More information on clustering can also be found in the Rosetta manual.

Controls

A good way to evaluate whether you can trust your results from Rosetta is to include control runs. Often you might find homologous proteins, protein complexes, peptides, etc. similar to your unknown system, but where the experimental results of interest are know. Using those as positive/negative controls is a good idea. For example, if the peptide TRRTFGAH is known to bind, but Rosetta fails to dock it correctly, then you might not want to trust your docking results for TRRSYGAH. Conversely, if the peptide TLLTFGAH is known not to bind, but Rosetta cannot distinguish between the binding of TLLTFGAH and TRRTFGAH, then the protocol may not have the accuracy or dynamic range to rank the binding of peptides of unknown affinities.
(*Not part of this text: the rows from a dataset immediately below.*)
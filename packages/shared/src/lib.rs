//! Utilities shared by the Hibiki packages.

pub mod logger;
pub mod time;
//! InMemory Message Store 実装
//!
//! ドメイン層が定義する MessageStore trait の実装。追記専用の Vec をドキュメント
//! コレクションとして使用します。ドキュメントはシリアライズ済みのバイト列として保持し、
//! 読み出し時にデコードするため、保存した内容がそのまま返ります。

use std::sync::Arc;

use async_trait::async_trait;
use chrono::{DateTime, Utc};
use tokio::sync::RwLock;

use crate::domain::{MessagePayload, MessageStore, ProjectId, StoreError};

/// 1 件分の保存済みドキュメント
#[derive(Debug, Clone)]
struct StoredDocument {
    project_id: ProjectId,
    created_at: DateTime<Utc>,
    bytes: Vec<u8>,
}

/// インメモリ Message Store 実装
#[derive(Debug, Clone, Default)]
pub struct InMemoryMessageStore {
    documents: Arc<RwLock<Vec<StoredDocument>>>,
}

impl InMemoryMessageStore {
    pub fn new() -> Self {
        Self::default()
    }

    /// Number of documents stored so far.
    pub async fn len(&self) -> usize {
        self.documents.read().await.len()
    }

    pub async fn is_empty(&self) -> bool {
        self.documents.read().await.is_empty()
    }

    /// Every stored payload, in insertion order.
    pub async fn all(&self) -> Result<Vec<MessagePayload>, StoreError> {
        let documents = self.documents.read().await;
        documents.iter().map(decode).collect()
    }
}

fn decode(document: &StoredDocument) -> Result<MessagePayload, StoreError> {
    serde_json::from_slice(&document.bytes).map_err(|e| StoreError::Decode(e.to_string()))
}

#[async_trait]
impl MessageStore for InMemoryMessageStore {
    async fn store(&self, payload: &MessagePayload) -> Result<bool, StoreError> {
        let bytes = serde_json::to_vec(payload).map_err(|e| StoreError::Encode(e.to_string()))?;
        let document = StoredDocument {
            project_id: payload.project_id,
            created_at: payload.created_at,
            bytes,
        };
        self.documents.write().await.push(document);
        Ok(true)
    }

    async fn messages_between(
        &self,
        project_id: ProjectId,
        from: DateTime<Utc>,
        to: DateTime<Utc>,
    ) -> Result<Vec<MessagePayload>, StoreError> {
        let documents = self.documents.read().await;
        let mut messages = documents
            .iter()
            .filter(|doc| doc.project_id == project_id)
            .filter(|doc| doc.created_at >= from && doc.created_at <= to)
            .map(decode)
            .collect::<Result<Vec<_>, _>>()?;
        messages.sort_by_key(|message| message.created_at);
        Ok(messages)
    }
}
Compare with experimental results

If you're attempting to predict a quantitative result with a Rosetta protocol, you should first plot a calibration curve based on similar systems with known results. Rosetta's energy results are in arbitrary units, and the results will be sensitive to the fine details of a particular protocol. A correlation may exist (for example, there is a correlation between (de)stabilizing and Rosetta's predicted ddG), but the details of the correlation will be sensitive to exact protocol details. Running the calculation on systems with known experimental results, and seeing the correlation between predicted and experimental value will allow you to 1. estimate the experimental value from the predicted results, and 2. give you an estimate on the prediction accuracy of the protocol. A very noisy correlation means that the accuracy of the prediction is questionable - you should be skeptical of the predictions which Rosetta produces.